Clothiers and fabric makers in Vietnam are approaching stagnation as sales and orders in the international markets continue to dwindle in the aftermath of the demise of the Trans Pacific Partnership TPP
Overall foreign and domestic sector exports for the segment slowed to a 4.8% growth rate – the lowest in more than a decade – tallying in at US$22.58 billion for 2016, reports the General Department of Vietnam Customs.
Shoemakers didn’t fare much better, said Vietnam Customs, with a growth rate for 2016 of 8.1%, roughly one-half of the 16.3% growth rate experienced during 2015 and nearly one-third the rate for 2014.
Local businesses are left stinging after losing out on the opportunity for investment and exports resulting from the death of the Trans Pacific Partnership (TPP) many industry leaders have said.

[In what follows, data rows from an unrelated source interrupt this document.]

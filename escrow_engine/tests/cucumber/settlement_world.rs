use cucumber::World;
use escrow_engine::{
    db_types::{Dispute, Listing, Transaction},
    SettlementError,
};

use crate::support::TestSystem;

#[derive(Default, Debug, World)]
pub struct SettlementWorld {
    pub system: Option<TestSystem>,
    pub listing: Option<Listing>,
    pub transaction: Option<Transaction>,
    pub dispute: Option<Dispute>,
    pub last_error: Option<SettlementError>,
}

impl SettlementWorld {
    pub fn system(&self) -> &TestSystem {
        self.system.as_ref().expect("Settlement system not initialised")
    }

    pub fn listing(&self) -> &Listing {
        self.listing.as_ref().expect("No listing has been created")
    }

    pub fn transaction(&self) -> &Transaction {
        self.transaction.as_ref().expect("No transaction has been created")
    }

    pub fn dispute(&self) -> &Dispute {
        self.dispute.as_ref().expect("No dispute has been opened")
    }

    /// Re-reads the current transaction from the database.
    pub async fn refresh_transaction(&mut self) -> &Transaction {
        let id = self.transaction().id.clone();
        let tx = self.system().flow.transaction(&id).await.expect("Error fetching transaction");
        self.transaction.insert(tx)
    }
}
//! Request bodies and response views of the HTTP API.
//!
//! All amounts are integer minor units (cents) and all field names are camelCase.
use std::fmt::Display;

use chrono::{DateTime, Utc};
use escrow_engine::{
    db_types::{
        AuctionTimer,
        AuthorRole,
        Cents,
        Decision,
        Dispute,
        DisputeId,
        DisputeReason,
        FeeBreakdown,
        ListingId,
        NewListing,
        Party,
        Transaction,
        TransactionId,
        TransactionStatus,
    },
    helpers::ProximityResult,
    CreatedTransaction,
    DisputeDecision,
    ProximityCheck,
};
use serde::{Deserialize, Serialize};

#[derive(Debug, Clone, Serialize, Deserialize)]
pub struct JsonResponse {
    pub success: bool,
    pub message: String,
}

impl JsonResponse {
    pub fn success<S: Display>(message: S) -> Self {
        Self { success: true, message: message.to_string() }
    }

    pub fn failure<S: Display>(message: S) -> Self {
        Self { success: false, message: message.to_string() }
    }
}

//--------------------------------------      Transactions     ---------------------------------------------------------

#[derive(Debug, Clone, Copy, PartialEq, Eq, Serialize, Deserialize)]
pub struct CompletionConfirmed {
    pub buyer: bool,
    pub seller: bool,
}

/// The public face of a [`Transaction`]. Location fixes and the payment intent id stay on the server.
#[derive(Debug, Clone, PartialEq, Serialize, Deserialize)]
#[serde(rename_all = "camelCase")]
pub struct TransactionView {
    pub id: TransactionId,
    pub listing_id: ListingId,
    pub buyer_id: String,
    pub seller_id: String,
    pub amount: Cents,
    pub flat_fee: Cents,
    pub percentage_fee: Cents,
    pub total_fee: Cents,
    pub total_amount: Cents,
    pub seller_payout: Cents,
    pub currency: String,
    pub status: TransactionStatus,
    pub proximity_verified: bool,
    pub completion_confirmed: CompletionConfirmed,
    #[serde(default, skip_serializing_if = "Option::is_none")]
    pub dispute_id: Option<DisputeId>,
    pub created_at: DateTime<Utc>,
    #[serde(default, skip_serializing_if = "Option::is_none")]
    pub paid_at: Option<DateTime<Utc>>,
    #[serde(default, skip_serializing_if = "Option::is_none")]
    pub funds_release_at: Option<DateTime<Utc>>,
    #[serde(default, skip_serializing_if = "Option::is_none")]
    pub completed_at: Option<DateTime<Utc>>,
    #[serde(default, skip_serializing_if = "Option::is_none")]
    pub refunded_at: Option<DateTime<Utc>>,
}

impl From<Transaction> for TransactionView {
    fn from(tx: Transaction) -> Self {
        Self {
            id: tx.id,
            listing_id: tx.listing_id,
            buyer_id: tx.buyer_id,
            seller_id: tx.seller_id,
            amount: tx.amount,
            flat_fee: tx.fees.flat_fee,
            percentage_fee: tx.fees.percentage_fee,
            total_fee: tx.fees.total_fee,
            total_amount: tx.fees.total_charge,
            seller_payout: tx.fees.seller_payout,
            currency: tx.currency,
            status: tx.status,
            proximity_verified: tx.proximity_verified,
            completion_confirmed: CompletionConfirmed { buyer: tx.buyer_confirmed, seller: tx.seller_confirmed },
            dispute_id: tx.dispute_id,
            created_at: tx.created_at,
            paid_at: tx.paid_at,
            funds_release_at: tx.funds_release_at,
            completed_at: tx.completed_at,
            refunded_at: tx.refunded_at,
        }
    }
}

/// Returned once, when a purchase or auction creates a transaction. The buyer's device uses the client secret to pay.
#[derive(Debug, Clone, Serialize, Deserialize)]
#[serde(rename_all = "camelCase")]
pub struct CreatedTransactionView {
    pub transaction: TransactionView,
    pub client_secret: String,
}

impl From<CreatedTransaction> for CreatedTransactionView {
    fn from(created: CreatedTransaction) -> Self {
        Self { transaction: created.transaction.into(), client_secret: created.client_secret }
    }
}

#[derive(Debug, Clone, Serialize, Deserialize)]
#[serde(rename_all = "camelCase")]
pub struct LocationReport {
    pub party: Party,
    pub lat: f64,
    pub lng: f64,
    #[serde(default)]
    pub accuracy: Option<f64>,
    /// When the fix was taken on the device. Proximity checks compare the two parties' fixes by this time, so it is
    /// required.
    pub timestamp: DateTime<Utc>,
}

#[derive(Debug, Clone, Serialize, Deserialize)]
pub struct PartyRequest {
    pub party: Party,
}

#[derive(Debug, Clone, Serialize, Deserialize)]
#[serde(rename_all = "camelCase")]
pub struct ProximityView {
    pub verified: bool,
    #[serde(default, skip_serializing_if = "Option::is_none")]
    pub distance_meters: Option<f64>,
    #[serde(default, skip_serializing_if = "Option::is_none")]
    pub within_range: Option<bool>,
    #[serde(default, skip_serializing_if = "Option::is_none")]
    pub reason: Option<String>,
    #[serde(default, skip_serializing_if = "Option::is_none")]
    pub transaction: Option<TransactionView>,
}

impl ProximityView {
    fn measured(result: ProximityResult) -> Self {
        Self {
            verified: result.within_range,
            distance_meters: Some(result.distance_meters),
            within_range: Some(result.within_range),
            reason: None,
            transaction: None,
        }
    }
}

impl From<ProximityCheck> for ProximityView {
    fn from(check: ProximityCheck) -> Self {
        match check {
            ProximityCheck::Verified { transaction, result } => {
                Self { transaction: Some(transaction.into()), ..Self::measured(result) }
            },
            ProximityCheck::OutOfRange(result) => {
                Self { reason: Some("The buyer and seller are out of range".into()), ..Self::measured(result) }
            },
            ProximityCheck::NotVerified(reason) => Self {
                verified: false,
                distance_meters: None,
                within_range: None,
                reason: Some(reason),
                transaction: None,
            },
        }
    }
}

//--------------------------------------          Fees         ---------------------------------------------------------

#[derive(Debug, Clone, Serialize, Deserialize)]
pub struct FeeQuery {
    pub price: Cents,
}

#[derive(Debug, Clone, PartialEq, Eq, Serialize, Deserialize)]
#[serde(rename_all = "camelCase")]
pub struct FeeQuote {
    pub price: Cents,
    pub flat_fee: Cents,
    pub percentage_fee: Cents,
    pub total_fee: Cents,
    pub total_amount: Cents,
    pub seller_payout: Cents,
    /// Percentage rate in basis points.
    pub rate_bps: i64,
    pub currency: String,
}

impl FeeQuote {
    pub fn new(price: Cents, fees: FeeBreakdown, currency: &str) -> Self {
        Self {
            price,
            flat_fee: fees.flat_fee,
            percentage_fee: fees.percentage_fee,
            total_fee: fees.total_fee,
            total_amount: fees.total_charge,
            seller_payout: fees.seller_payout,
            rate_bps: fees.rate.bps(),
            currency: currency.to_string(),
        }
    }
}

//--------------------------------------   Listings & Auctions  --------------------------------------------------------

#[derive(Debug, Clone, Serialize, Deserialize)]
#[serde(rename_all = "camelCase")]
pub struct NewListingRequest {
    pub seller_id: String,
    pub title: String,
    pub price: Cents,
    #[serde(default)]
    pub description: String,
    #[serde(default)]
    pub category: String,
    #[serde(default)]
    pub location_label: String,
}

impl From<NewListingRequest> for NewListing {
    fn from(req: NewListingRequest) -> Self {
        NewListing::new(req.seller_id, req.title, req.price)
            .with_description(req.description)
            .with_category(req.category)
            .with_location_label(req.location_label)
    }
}

#[derive(Debug, Clone, Serialize, Deserialize)]
#[serde(rename_all = "camelCase")]
pub struct StartAuctionRequest {
    pub duration_secs: i64,
}

#[derive(Debug, Clone, Serialize, Deserialize)]
#[serde(rename_all = "camelCase")]
pub struct AuctionStatus {
    pub listing_id: ListingId,
    pub active: bool,
    pub time_left_secs: i64,
    #[serde(default, skip_serializing_if = "Option::is_none")]
    pub timer: Option<AuctionTimer>,
}

#[derive(Debug, Clone, Serialize, Deserialize)]
#[serde(rename_all = "camelCase")]
pub struct BidRequest {
    pub bidder_id: String,
    pub amount: Cents,
}

#[derive(Debug, Clone, Serialize, Deserialize)]
#[serde(rename_all = "camelCase")]
pub struct PurchaseRequest {
    pub buyer_id: String,
}

//--------------------------------------        Disputes       ---------------------------------------------------------

#[derive(Debug, Clone, Serialize, Deserialize)]
#[serde(rename_all = "camelCase")]
pub struct OpenDisputeRequest {
    pub initiator_id: String,
    pub reason: DisputeReason,
    #[serde(default)]
    pub description: String,
}

#[derive(Debug, Clone, Serialize, Deserialize)]
#[serde(rename_all = "camelCase")]
pub struct DisputeMessageRequest {
    pub author_id: String,
    pub author_role: AuthorRole,
    pub body: String,
}

#[derive(Debug, Clone, Serialize, Deserialize)]
#[serde(rename_all = "camelCase")]
pub struct ReviewRequest {
    pub assignee_id: String,
}

#[derive(Debug, Clone, Serialize, Deserialize)]
#[serde(rename_all = "camelCase")]
pub struct ResolveDisputeRequest {
    pub decision: Decision,
    pub reason: String,
    pub resolver_id: String,
    /// Only for `buyer_favor`. Omit to refund the full amount charged.
    #[serde(default)]
    pub refund_amount: Option<Cents>,
}

impl From<ResolveDisputeRequest> for DisputeDecision {
    fn from(req: ResolveDisputeRequest) -> Self {
        let decision = DisputeDecision::new(req.decision, req.reason, req.resolver_id);
        match req.refund_amount {
            Some(amount) => decision.with_refund(amount),
            None => decision,
        }
    }
}

#[derive(Debug, Clone, Serialize, Deserialize)]
pub struct ResolvedDispute {
    pub dispute: Dispute,
    pub transaction: TransactionView,
}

It has left a void that clearly needs to be filled.
Vu Duc Giang, chair of Vietnam Textile and Garment Association, is one of those who has acknowledged the investment drop is creating a drag on the industry segments, but also notes that higher labour and material prices are a contributing factor.
Clothing and fabric exports are 'approaching stagnation' and sales and orders for the international markets show no sign of making a comeback any time soon, Giang warns.
With the overall global clothing and fabric demand having decelerated in 2016 and competition with China, India, Indonesia and Bangladesh increasing, the slowdown couldn’t have come at a worse time.
The real concern is that the longer-term decline in growth has become the norm rather than a blip and it requires the industry to make 2017 a year of action and not just sit idly by twiddling their thumbs.
In the upcoming year, action must be taken on infrastructure, skills, and access to non-equity finance for local businesses in the industry segments— or the Vietnam economy could suffer negative consequences.
Phan Thi Thanh Xuan, general secretary of the Vietnam Leather, Footwear and Handbag Association, reportedly averred that the slowdown is the result of a shift away from globalization.
Xuan pointed to Brexit and the failure of the TTP as evidence that though globalization has been a powerful economic force for the past two decades, its continuation is not a given.
He said clothiers and fabric makers in Vietnam had started to see a significant drop in orders following the vote by Britain to exit from the EU, which has been further exasperated by the now defunct TPP.
Many in the industry are keen to invest more money in plant and machinery, which holds great potential to increase productivity, Xuan suggests.
The investment would also improve the quality and variety of our products and help build brand strength in international markets.
Both Giang and Xuan point to a Vietnam-EU free trade agreement on the horizon that could be the impetus needed to turn the industry segments around.
The trade pact is expected to come into force in 2018, make market entry in the EU less costly and provide the domestic sector a competitive edge.
However, to take advantage of the opportunity the trade pact affords requires a considerable retooling and revamp of the industry.
The industry segments are currently heavily dependent on Chinese imports for intermediary goods and raw materials.
Those imports currently from China would most likely need to be shifted to the Republic of Korea or significant investment made in the supply chain in Vietnam and those products produced in country due to the complex yarn forward rules of the pact.
Clearly, the sharp decline in clothing and textile exports, to levels approaching stagnation, is disturbing and is causing some to become pessimistic about prospects, but what is needed now is proactive action and dynamic industry leadership, they emphasized.